Synopsis

The main objective of this Milestone Report is to display and explain only the major features of the data you have identified and briefly summarize your next" plans for creating the prediction algorithm and Shiny app behind the final product. Specifically as stated in the assignment description:

The Data

The data is originated from a corpus called HC Corpora and it can be downloded at the following link. The corpora have been collected from publicly available sources by a web crawler and includes tweets, blogs and news in english, german, finnish and russian.
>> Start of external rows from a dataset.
//! Chart series and timeframe-bucket use cases.

use std::sync::Arc;

use crate::application::ports::{SubgraphError, SubgraphPort, TransferQuery};
use crate::domain::market::{
    ChartPoint, Timeframe, TimeframeBucket, chart_series, timeframe_bucket,
};

/// Use case for one item's full price/volume series.
pub struct GetChartDataUseCase<S>
where
    S: SubgraphPort,
{
    subgraph: Arc<S>,
}

impl<S> GetChartDataUseCase<S>
where
    S: SubgraphPort,
{
    /// Create a new `GetChartDataUseCase`.
    pub const fn new(subgraph: Arc<S>) -> Self {
        Self { subgraph }
    }

    /// Full ascending price/volume series for `item_id`.
    ///
    /// The dashboard sends a `timeframe` parameter with this request;
    /// it is accepted and ignored for filtering, the charting library
    /// windows the series client-side.
    pub async fn execute(&self, item_id: &str) -> Result<Vec<ChartPoint>, SubgraphError> {
        let transfers = self
            .subgraph
            .transfers(TransferQuery::history(item_id))
            .await?;
        Ok(chart_series(&transfers))
    }
}

/// Use case for one bucketed interval of an item's activity.
pub struct GetTimeframeDataUseCase<S>
where
    S: SubgraphPort,
{
    subgraph: Arc<S>,
}

impl<S> GetTimeframeDataUseCase<S>
where
    S: SubgraphPort,
{
    /// Create a new `GetTimeframeDataUseCase`.
    pub const fn new(subgraph: Arc<S>) -> Self {
        Self { subgraph }
    }

    /// Sum `item_id` activity over `[start, start + timeframe)`.
    pub async fn execute(
        &self,
        item_id: &str,
        timeframe: Timeframe,
        start: i64,
    ) -> Result<TimeframeBucket, SubgraphError> {
        let query =
            TransferQuery::window(item_id, start, start.saturating_add(timeframe.seconds()));
        let transfers = self.subgraph.transfers(query).await?;
        Ok(timeframe_bucket(&transfers, timeframe, start))
    }
}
A meaningful excerpt from the About the Corpora informational page:

' You may still find lines of entirely different languages in the corpus. There are 2 main reasons for that: 1. Similar languages. Some languages are very similar, and the automatic language checker could therefore erroneously accept the foreign language text. 2. "Embedded" foreign languages. While a text may be mainly in the desired language there may be parts of it in another language. Since the text is then split up into individual lines, it is possible to see entire lines written in a foreign language.Whereas number 1 is just an out-and-out error, I think number 2 is actually desirable, as it will give a picture of when foreign language is used within the main language.'

Note! The focus of the analysis is on the english language only (‘en_US’) - covering: tweets (twitter), news and blogs.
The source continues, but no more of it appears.